Pertemuan Trump dengan Presiden Prancis Emmanuel Macron juga dihebohkan pemberitaan soal jabat tangan. Macron dinilai berhasil mengimbangi kuatnya jabat tangan Trump hingga tangan keduanya memutih.

"Genggaman maut" Trump juga sempat dirasakan oleh PM Jepang Shinzo Abe. Trump disebut-sebut tetap fokus ke arah kamera dan fotografer di saat PM Abe sudah memberikan kode mengingat genggamannya terlalu kuat.

Perdagangan Vietnam-AS

Kunjungan PM Phuc ke Washington didominasi oleh isu perdagangan. Seperti Liputan6.com kutip dari express.co.uk, usai pertemuan kedua pemimpin, Kementerian Perdagangan AS mengumumkan pihaknya menjalin 13 transaksi baru dengan Vietnam senilai US$ 8 miliar.

"Mereka (Vietnam) baru saja membuat pesanan besar-besaran di AS dan kami menghargai itu. Dengan jumlah miliaran dolar, itu berarti pekerjaan bagi AS dan peralatan hebat bagi Vietnam," kata Trump dalam konferensi pers di Gedung Putih.

Vietnam yang sempat menjadi musuh AS semasa Perang Dingin kini menjadi salah satu mitra penting Negeri Paman Sam di Asia Pasifik di mana kedua negara berbagi kekhawatiran yang sama: kekuatan China yang terus meningkat.

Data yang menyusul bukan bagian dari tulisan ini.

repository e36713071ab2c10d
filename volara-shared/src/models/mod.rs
pub mod enums;
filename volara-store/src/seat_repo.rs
use async_trait::async_trait;
use serde_json::Value;
use sqlx::PgPool;
use uuid::Uuid;
use volara_core::repository::SeatRepository;

pub struct StoreSeatRepository {
    pool: PgPool,
}

impl StoreSeatRepository {
    pub fn new(pool: PgPool) -> Self {
        Self { pool }
    }
}

// Internal struct for type-safe querying
#[derive(sqlx::FromRow)]
struct SeatRow {
    id: Uuid,
    flight_id: Uuid,
    label: String,
    seat_row: i32,
    seat_column: String,
    class: String,
    state: String,
}

impl SeatRow {
    fn into_json(self) -> Value {
        serde_json::json!({
            "id": self.id,
            "flight_id": self.flight_id,
            "label": self.label,
            "row": self.seat_row,
            "column": self.seat_column,
            "class": self.class,
            "state": self.state,
        })
    }
}

const SEAT_COLUMNS: &str = "id, flight_id, label, seat_row, seat_column, class, state";

#[async_trait]
impl SeatRepository for StoreSeatRepository {
    async fn provision(
        &self,
        flight_id: Uuid,
        seats: &[Value],
    ) -> Result<u64, Box<dyn std::error::Error + Send + Sync>> {
        let mut tx = self.pool.begin().await?;

        let existing: i64 =
            sqlx::query_scalar("SELECT COUNT(*) FROM seats WHERE flight_id = $1")
                .bind(flight_id)
                .fetch_one(&mut *tx)
                .await?;
        if existing > 0 {
            return Err(format!("flight {} already has seats provisioned", flight_id).into());
        }

        let mut inserted = 0u64;
        for seat in seats {
            let label = seat["label"].as_str().ok_or("Missing seat label")?;
            let row = seat["row"].as_i64().ok_or("Missing seat row")? as i32;
            let column = seat["column"].as_str().ok_or("Missing seat column")?;
            let class = seat["class"].as_str().ok_or("Missing seat class")?;

            sqlx::query(
                r#"
                INSERT INTO seats (id, flight_id, label, seat_row, seat_column, class, state)
                VALUES ($1, $2, $3, $4, $5, $6, 'DISPONIBLE')
                "#,
            )
            .bind(Uuid::new_v4())
            .bind(flight_id)
            .bind(label)
            .bind(row)
            .bind(column)
            .bind(class)
            .execute(&mut *tx)
            .await?;
            inserted += 1;
        }

        tx.commit().await?;
        Ok(inserted)
    }

    async fn reserve_random(
        &self,
        flight_id: Uuid,
        class: &str,
    ) -> Result<Option<Value>, Box<dyn std::error::Error + Send + Sync>> {
        // The candidate is picked and re-validated under a row lock;
        // SKIP LOCKED keeps concurrent bookers from colliding on it.
        let row: Option<SeatRow> = sqlx::query_as(
            r#"
            UPDATE seats SET state = 'RESERVADO'
            WHERE id = (
                SELECT id FROM seats
                WHERE flight_id = $1 AND class = $2 AND state = 'DISPONIBLE'
                ORDER BY random()
                LIMIT 1
                FOR UPDATE SKIP LOCKED
            )
            RETURNING id, flight_id, label, seat_row, seat_column, class, state
            "#,
        )
        .bind(flight_id)
        .bind(class)
        .fetch_optional(&self.pool)
        .await?;

        Ok(row.map(SeatRow::into_json))
    }

    async fn release(
        &self,
        seat_id: Uuid,
    ) -> Result<(), Box<dyn std::error::Error + Send + Sync>> {
        // Idempotent: releasing an already-available seat is a no-op.
        sqlx::query("UPDATE seats SET state = 'DISPONIBLE' WHERE id = $1")
            .bind(seat_id)
            .execute(&self.pool)
            .await?;
        Ok(())
    }

    async fn try_transition(
        &self,
        seat_id: Uuid,
        from: &str,
        to: &str,
    ) -> Result<bool, Box<dyn std::error::Error + Send + Sync>> {
        let result = sqlx::query("UPDATE seats SET state = $1 WHERE id = $2 AND state = $3")
            .bind(to)
            .bind(seat_id)
            .bind(from)
            .execute(&self.pool)
            .await?;
        Ok(result.rows_affected() == 1)
    }

    async fn confirm_held(
        &self,
        reservation_id: Uuid,
    ) -> Result<u64, Box<dyn std::error::Error + Send + Sync>> {
        let result = sqlx::query(
            r#"
            UPDATE seats SET state = 'OCUPADO'
            WHERE state = 'RESERVADO'
              AND id IN (SELECT seat_id FROM segments WHERE reservation_id = $1)
            "#,
        )
        .bind(reservation_id)
        .execute(&self.pool)
        .await?;
        Ok(result.rows_affected())
    }

    async fn get_seat(
        &self,
        seat_id: Uuid,
    ) -> Result<Option<Value>, Box<dyn std::error::Error + Send + Sync>> {
        let row: Option<SeatRow> = sqlx::query_as(&format!(
            "SELECT {} FROM seats WHERE id = $1",
            SEAT_COLUMNS
        ))
        .bind(seat_id)
        .fetch_optional(&self.pool)
        .await?;

        Ok(row.map(SeatRow::into_json))
    }

    async fn list_for_flight(
        &self,
        flight_id: Uuid,
    ) -> Result<Vec<Value>, Box<dyn std::error::Error + Send + Sync>> {
        let rows: Vec<SeatRow> = sqlx::query_as(&format!(
            "SELECT {} FROM seats WHERE flight_id = $1 ORDER BY seat_row, seat_column",
            SEAT_COLUMNS
        ))
        .bind(flight_id)
        .fetch_all(&self.pool)
        .await?;

        Ok(rows.into_iter().map(SeatRow::into_json).collect())
    }
}
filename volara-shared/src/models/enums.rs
use serde::{Deserialize, Serialize};
use std::fmt;
use std::str::FromStr;

/// Seat lifecycle. Wire values are the legacy Spanish identifiers and are
/// what gets stored in the `seats.state` column.
#[derive(Debug, Clone, Copy, Serialize, Deserialize, PartialEq, Eq)]
pub enum SeatState {
    #[serde(rename = "DISPONIBLE")]
    Available,
    #[serde(rename = "RESERVADO")]
    Held,
    #[serde(rename = "OCUPADO")]
    Occupied,
}

#[derive(Debug, Clone, Copy, Serialize, Deserialize, PartialEq, Eq, Hash)]
pub enum CabinClass {
    #[serde(rename = "PRIMERACLASE")]
    First,
    #[serde(rename = "SEGUNDACLASE")]
    Economy,
}

#[derive(Debug, Clone, Copy, Serialize, Deserialize, PartialEq, Eq)]
pub enum ReservationState {
    #[serde(rename = "ACTIVA")]
    Active,
    #[serde(rename = "PAGADA")]
    Paid,
    #[serde(rename = "CANCELADA")]
    Cancelled,
}

#[derive(Debug, Clone, Copy, Serialize, Deserialize, PartialEq, Eq)]
pub enum TripType {
    #[serde(rename = "SOLOIDA")]
    OneWay,
    #[serde(rename = "IDAVUELTA")]
    RoundTrip,
}

/// Which portion of the trip a segment belongs to.
#[derive(Debug, Clone, Copy, Serialize, Deserialize, PartialEq, Eq)]
pub enum Leg {
    #[serde(rename = "IDA")]
    Outbound,
    #[serde(rename = "VUELTA")]
    Return,
}

macro_rules! wire_str {
    ($ty:ident { $($variant:ident => $wire:literal),+ $(,)? }) => {
        impl $ty {
            pub fn as_str(&self) -> &'static str {
                match self {
                    $(Self::$variant => $wire),+
                }
            }
        }

        impl fmt::Display for $ty {
            fn fmt(&self, f: &mut fmt::Formatter<'_>) -> fmt::Result {
                f.write_str(self.as_str())
            }
        }

        impl FromStr for $ty {
            type Err = String;

            fn from_str(s: &str) -> Result<Self, Self::Err> {
                match s {
                    $($wire => Ok(Self::$variant)),+,
                    other => Err(format!("unknown {} value: {}", stringify!($ty), other)),
                }
            }
        }
    };
}

wire_str!(SeatState {
    Available => "DISPONIBLE",
    Held => "RESERVADO",
    Occupied => "OCUPADO",
});

wire_str!(CabinClass {
    First => "PRIMERACLASE",
    Economy => "SEGUNDACLASE",
});

wire_str!(ReservationState {
    Active => "ACTIVA",
    Paid => "PAGADA",
    Cancelled => "CANCELADA",
});

wire_str!(TripType {
    OneWay => "SOLOIDA",
    RoundTrip => "IDAVUELTA",
});

wire_str!(Leg {
    Outbound => "IDA",
    Return => "VUELTA",
});

#[cfg(test)]
mod tests {
    use super::*;

    #[test]
    fn test_wire_round_trip() {
        assert_eq!(SeatState::Held.as_str(), "RESERVADO");
        assert_eq!("OCUPADO".parse::<SeatState>().unwrap(), SeatState::Occupied);
        assert_eq!(CabinClass::Economy.as_str(), "SEGUNDACLASE");
        assert_eq!("IDAVUELTA".parse::<TripType>().unwrap(), TripType::RoundTrip);
        assert!("BUSINESS".parse::<CabinClass>().is_err());
    }

    #[test]
    fn test_serde_uses_wire_values() {
        let json = serde_json::to_string(&ReservationState::Paid).unwrap();
        assert_eq!(json, "\"PAGADA\"");
        let leg: Leg = serde_json::from_str("\"VUELTA\"").unwrap();
        assert_eq!(leg, Leg::Return);
    }
}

Kepada Trump, PM Phuc mengatakan, hubungan kedua negara mengalami pergolakan yang signifikan dalam sejarah. Namun kini, kata dia, keduanya adalah mitra yang komperehensif.

Defisit perdagangan Vietnam-AS mencapai 32 miliar dolar AS pada tahun 2016. Jumlah ini melonjak dibanding satu dekade sebelumnya US$ 7 miliar.

Menteri Perdagangan Wilbur Ross mengatakan, penting untuk mengecilkan defisit perdagangan AS dengan Vietnam. Namun ia menambahkan, Vietnam yang merupakan sebuah negara di Asia Tenggara dengan penduduk 80 juta merupakan pasar dengan pertumbuhan tercepat bagi ekspor AS di mana sejak tahun 2014, ekspor AS meningkat 77 persen menjadi US$ 4,4 miliar.

"Pertumbuhan kelas menengah dan meningkatnya daya beli di Vietnam merupakan insentif lebih lanjut untuk memperkuat hubungan perdagangan dan investasi jangka panjang kami," jelas Ross.

Selain berbagi kekhawatiran yang sama soal China, Vietnam dan AS juga punya kegelisahan serupa soal Korea Utara.

Trump dijadwalkan akan berkunjung ke Vietnam untuk menghadiri KTT APEC pada November 2017. Menurut PM Phuc, momen tersebut baik bagi AS untuk menegaskan peran positifnya di kawasan tersebut.